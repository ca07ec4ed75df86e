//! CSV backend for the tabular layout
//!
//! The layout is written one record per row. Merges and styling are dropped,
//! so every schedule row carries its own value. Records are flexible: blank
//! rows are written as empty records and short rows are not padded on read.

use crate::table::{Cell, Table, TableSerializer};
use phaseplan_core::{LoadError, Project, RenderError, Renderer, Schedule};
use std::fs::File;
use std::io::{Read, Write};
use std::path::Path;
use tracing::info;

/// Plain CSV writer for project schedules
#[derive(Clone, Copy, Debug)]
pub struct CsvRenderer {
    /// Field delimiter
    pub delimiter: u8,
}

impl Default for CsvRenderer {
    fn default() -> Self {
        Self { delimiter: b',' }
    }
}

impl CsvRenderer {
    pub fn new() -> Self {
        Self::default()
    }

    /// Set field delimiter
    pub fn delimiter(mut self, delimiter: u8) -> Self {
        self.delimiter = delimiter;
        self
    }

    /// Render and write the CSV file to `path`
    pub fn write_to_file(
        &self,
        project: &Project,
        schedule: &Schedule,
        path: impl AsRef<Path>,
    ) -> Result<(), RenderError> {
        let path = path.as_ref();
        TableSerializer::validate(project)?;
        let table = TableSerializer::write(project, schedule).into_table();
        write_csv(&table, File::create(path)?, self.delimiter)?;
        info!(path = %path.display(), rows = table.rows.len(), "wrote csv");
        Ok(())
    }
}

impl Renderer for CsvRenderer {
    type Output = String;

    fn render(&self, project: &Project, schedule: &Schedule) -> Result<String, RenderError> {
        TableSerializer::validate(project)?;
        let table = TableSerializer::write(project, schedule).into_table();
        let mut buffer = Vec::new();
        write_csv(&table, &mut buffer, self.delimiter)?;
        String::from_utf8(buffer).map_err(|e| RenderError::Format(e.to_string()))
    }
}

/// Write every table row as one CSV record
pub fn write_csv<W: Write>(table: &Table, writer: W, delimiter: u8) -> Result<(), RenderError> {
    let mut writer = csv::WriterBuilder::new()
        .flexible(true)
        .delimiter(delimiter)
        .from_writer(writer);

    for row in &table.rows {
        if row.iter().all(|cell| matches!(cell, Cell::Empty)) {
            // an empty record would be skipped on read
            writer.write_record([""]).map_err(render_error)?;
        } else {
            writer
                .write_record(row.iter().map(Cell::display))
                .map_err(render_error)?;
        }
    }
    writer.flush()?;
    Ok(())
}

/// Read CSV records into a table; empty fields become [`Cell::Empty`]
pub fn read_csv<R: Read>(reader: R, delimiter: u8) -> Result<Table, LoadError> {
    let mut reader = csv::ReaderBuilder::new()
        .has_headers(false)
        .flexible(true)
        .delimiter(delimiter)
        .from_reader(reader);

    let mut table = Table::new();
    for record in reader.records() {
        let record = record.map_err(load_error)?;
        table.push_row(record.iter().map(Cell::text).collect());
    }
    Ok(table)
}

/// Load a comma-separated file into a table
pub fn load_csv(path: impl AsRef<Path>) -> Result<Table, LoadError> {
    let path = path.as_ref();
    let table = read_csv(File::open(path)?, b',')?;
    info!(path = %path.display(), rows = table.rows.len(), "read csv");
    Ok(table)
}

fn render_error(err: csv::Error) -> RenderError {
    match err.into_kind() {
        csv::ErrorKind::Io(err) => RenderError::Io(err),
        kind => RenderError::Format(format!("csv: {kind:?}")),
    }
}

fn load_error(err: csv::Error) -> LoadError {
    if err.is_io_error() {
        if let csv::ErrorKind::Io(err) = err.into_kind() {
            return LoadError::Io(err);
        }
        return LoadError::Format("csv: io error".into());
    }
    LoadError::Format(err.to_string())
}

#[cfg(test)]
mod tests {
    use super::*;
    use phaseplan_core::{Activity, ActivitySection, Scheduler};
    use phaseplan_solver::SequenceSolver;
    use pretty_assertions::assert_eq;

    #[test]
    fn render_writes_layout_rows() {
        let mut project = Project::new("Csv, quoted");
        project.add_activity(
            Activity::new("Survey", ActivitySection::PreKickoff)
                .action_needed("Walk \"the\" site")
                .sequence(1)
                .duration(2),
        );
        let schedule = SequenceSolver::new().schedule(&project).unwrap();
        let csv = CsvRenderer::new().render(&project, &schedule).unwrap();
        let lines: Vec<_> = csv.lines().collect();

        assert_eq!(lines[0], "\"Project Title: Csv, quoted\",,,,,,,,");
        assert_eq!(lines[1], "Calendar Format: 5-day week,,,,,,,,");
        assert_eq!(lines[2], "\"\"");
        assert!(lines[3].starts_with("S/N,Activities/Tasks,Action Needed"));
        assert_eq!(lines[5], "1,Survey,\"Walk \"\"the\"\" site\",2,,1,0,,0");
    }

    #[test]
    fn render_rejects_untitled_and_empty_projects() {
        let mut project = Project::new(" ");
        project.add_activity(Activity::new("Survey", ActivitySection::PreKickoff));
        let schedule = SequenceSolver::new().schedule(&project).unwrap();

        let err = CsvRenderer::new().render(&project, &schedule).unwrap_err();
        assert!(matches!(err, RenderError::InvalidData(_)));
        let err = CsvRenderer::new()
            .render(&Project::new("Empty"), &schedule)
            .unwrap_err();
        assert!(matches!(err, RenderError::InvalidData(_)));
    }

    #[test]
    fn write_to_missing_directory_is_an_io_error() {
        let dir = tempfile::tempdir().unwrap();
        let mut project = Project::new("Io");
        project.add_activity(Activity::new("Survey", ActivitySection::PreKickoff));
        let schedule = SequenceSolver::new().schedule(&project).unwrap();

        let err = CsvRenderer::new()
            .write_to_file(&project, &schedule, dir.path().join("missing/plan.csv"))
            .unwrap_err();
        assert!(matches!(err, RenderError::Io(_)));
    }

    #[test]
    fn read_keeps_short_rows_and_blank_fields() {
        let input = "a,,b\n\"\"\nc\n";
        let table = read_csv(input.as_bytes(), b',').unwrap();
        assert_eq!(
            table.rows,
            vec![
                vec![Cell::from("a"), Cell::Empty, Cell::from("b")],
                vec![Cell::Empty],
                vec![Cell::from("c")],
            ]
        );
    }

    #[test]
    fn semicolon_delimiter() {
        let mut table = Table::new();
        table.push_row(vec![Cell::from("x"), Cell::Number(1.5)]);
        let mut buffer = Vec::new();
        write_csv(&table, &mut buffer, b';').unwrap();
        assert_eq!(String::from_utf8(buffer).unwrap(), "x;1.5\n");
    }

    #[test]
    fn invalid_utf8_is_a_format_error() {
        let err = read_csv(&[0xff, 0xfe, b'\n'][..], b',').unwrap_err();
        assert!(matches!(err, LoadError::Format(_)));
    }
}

Your assignment — Write out, exactly and with nothing else, the lines of the listing above from its first line through the line with "for project schedules".

Result —
repository ca07ec4ed75df86e
//! CSV backend for the tabular layout
//!
//! The layout is written one record per row. Merges and styling are dropped,
//! so every schedule row carries its own value. Records are flexible: blank
//! rows are written as empty records and short rows are not padded on read.

use crate::table::{Cell, Table, TableSerializer};
use phaseplan_core::{LoadError, Project, RenderError, Renderer, Schedule};
use std::fs::File;
use std::io::{Read, Write};
use std::path::Path;
use tracing::info;

/// Plain CSV writer for project schedules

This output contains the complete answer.